Task instructions → From the records below, print exactly the lines starting at the one containing "ORDER BY created_at" and ending at the one containing "outbox SET attempt_count", ends included, and nothing else.

Saved data entries →
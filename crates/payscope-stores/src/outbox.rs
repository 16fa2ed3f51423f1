use chrono::{DateTime, Utc};
use payscope_core::error::PayScopeError;
use serde::{Deserialize, Serialize};
use sqlx::postgres::PgRow;
use sqlx::{FromRow, PgPool, Postgres, Row, Transaction};
use uuid::Uuid;

/// One of the destinations an outbox row must be fanned out to. A row is
/// fully drained once it has a successful delivery record for each of
/// these four.
#[derive(Debug, Clone, Copy, PartialEq, Eq, Serialize, Deserialize)]
#[serde(rename_all = "snake_case")]
pub enum OutboxDestination {
    TimeSeries,
    Graph,
    Vector,
    Audit,
}

impl OutboxDestination {
    pub const ALL: [OutboxDestination; 4] = [
        OutboxDestination::TimeSeries,
        OutboxDestination::Graph,
        OutboxDestination::Vector,
        OutboxDestination::Audit,
    ];

    pub fn as_str(self) -> &'static str {
        match self {
            OutboxDestination::TimeSeries => "time_series",
            OutboxDestination::Graph => "graph",
            OutboxDestination::Vector => "vector",
            OutboxDestination::Audit => "audit",
        }
    }
}

/// A durable record of "this canonical write must still be fanned out".
/// Inserted in the same transaction as the authoritative facts-store
/// write; drained by `apps/outbox-drainer` with at-least-once delivery.
#[derive(Debug, Clone)]
pub struct OutboxRow {
    pub outbox_id: Uuid,
    pub bank_id: Uuid,
    pub transaction_pk: Uuid,
    pub payload: serde_json::Value,
    pub attempt_count: i32,
    pub created_at: DateTime<Utc>,
}

impl FromRow<'_, PgRow> for OutboxRow {
    fn from_row(row: &PgRow) -> sqlx::Result<Self> {
        Ok(OutboxRow {
            outbox_id: row.try_get("outbox_id")?,
            bank_id: row.try_get("bank_id")?,
            transaction_pk: row.try_get("transaction_pk")?,
            payload: row.try_get("payload")?,
            attempt_count: row.try_get("attempt_count")?,
            created_at: row.try_get("created_at")?,
        })
    }
}

fn dependency_error(detail: impl Into<String>) -> PayScopeError {
    PayScopeError::DependencyUnavailable {
        dependency: "facts_store".to_string(),
        detail: detail.into(),
    }
}

/// Inserts one outbox row per destination, within the caller's open
/// transaction, so the outbox write and the authoritative row write are
/// atomic together.
pub async fn insert_outbox_rows(
    tx: &mut Transaction<'_, Postgres>,
    bank_id: Uuid,
    transaction_pk: Uuid,
    payload: &serde_json::Value,
) -> Result<(), PayScopeError> {
    for destination in OutboxDestination::ALL {
        sqlx::query(
            "INSERT INTO outbox (outbox_id, bank_id, transaction_pk, destination, payload, attempt_count, created_at)
             VALUES ($1, $2, $3, $4, $5, 0, now())",
        )
        .bind(Uuid::new_v4())
        .bind(bank_id)
        .bind(transaction_pk)
        .bind(destination.as_str())
        .bind(payload)
        .execute(&mut **tx)
        .await
        .map_err(|e| dependency_error(format!("insert outbox row for {destination:?}: {e}")))?;
    }
    Ok(())
}

/// Claims up to `limit` undelivered outbox rows for `destination` using
/// `FOR UPDATE SKIP LOCKED`, so concurrent drainers never double-claim the
/// same row (spec.md §4.8 claim pattern, reused here for the drainer).
pub async fn claim_pending(
    pool: &PgPool,
    destination: OutboxDestination,
    limit: i64,
) -> Result<Vec<OutboxRow>, PayScopeError> {
    sqlx::query_as::<_, OutboxRow>(
        "SELECT outbox_id, bank_id, transaction_pk, payload, attempt_count, created_at
         FROM outbox
         WHERE destination = $1 AND delivered_at IS NULL AND dlq_at IS NULL
         ORDER BY created_at
         FOR UPDATE SKIP LOCKED
         LIMIT $2",
    )
    .bind(destination.as_str())
    .bind(limit)
    .fetch_all(pool)
    .await
    .map_err(|e| dependency_error(format!("claim outbox rows for {destination:?}: {e}")))
}

pub async fn mark_delivered(pool: &PgPool, outbox_id: Uuid) -> Result<(), PayScopeError> {
    sqlx::query("UPDATE outbox SET delivered_at = now() WHERE outbox_id = $1")
        .bind(outbox_id)
        .execute(pool)
        .await
        .map_err(|e| dependency_error(format!("mark_delivered {outbox_id}: {e}")))?;
    Ok(())
}

pub async fn mark_attempt_failed(pool: &PgPool, outbox_id: Uuid) -> Result<(), PayScopeError> {
    sqlx::query("UPDATE outbox SET attempt_count = attempt_count + 1 WHERE outbox_id = $1")
        .bind(outbox_id)
        .execute(pool)
        .await
        .map_err(|e| dependency_error(format!("mark_attempt_failed {outbox_id}: {e}")))?;
    Ok(())
}

pub async fn move_to_dlq(pool: &PgPool, outbox_id: Uuid, error_detail: &str) -> Result<(), PayScopeError> {
    sqlx::query("UPDATE outbox SET dlq_at = now(), last_error = $2 WHERE outbox_id = $1")
        .bind(outbox_id)
        .bind(error_detail)
        .execute(pool)
        .await
        .map_err(|e| dependency_error(format!("move_to_dlq {outbox_id}: {e}")))?;
    Ok(())
}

Solution to the exercise →
         ORDER BY created_at
         FOR UPDATE SKIP LOCKED
         LIMIT $2",
    )
    .bind(destination.as_str())
    .bind(limit)
    .fetch_all(pool)
    .await
    .map_err(|e| dependency_error(format!("claim outbox rows for {destination:?}: {e}")))
}

pub async fn mark_delivered(pool: &PgPool, outbox_id: Uuid) -> Result<(), PayScopeError> {
    sqlx::query("UPDATE outbox SET delivered_at = now() WHERE outbox_id = $1")
        .bind(outbox_id)
        .execute(pool)
        .await
        .map_err(|e| dependency_error(format!("mark_delivered {outbox_id}: {e}")))?;
    Ok(())
}

pub async fn mark_attempt_failed(pool: &PgPool, outbox_id: Uuid) -> Result<(), PayScopeError> {
    sqlx::query("UPDATE outbox SET attempt_count = attempt_count + 1 WHERE outbox_id = $1")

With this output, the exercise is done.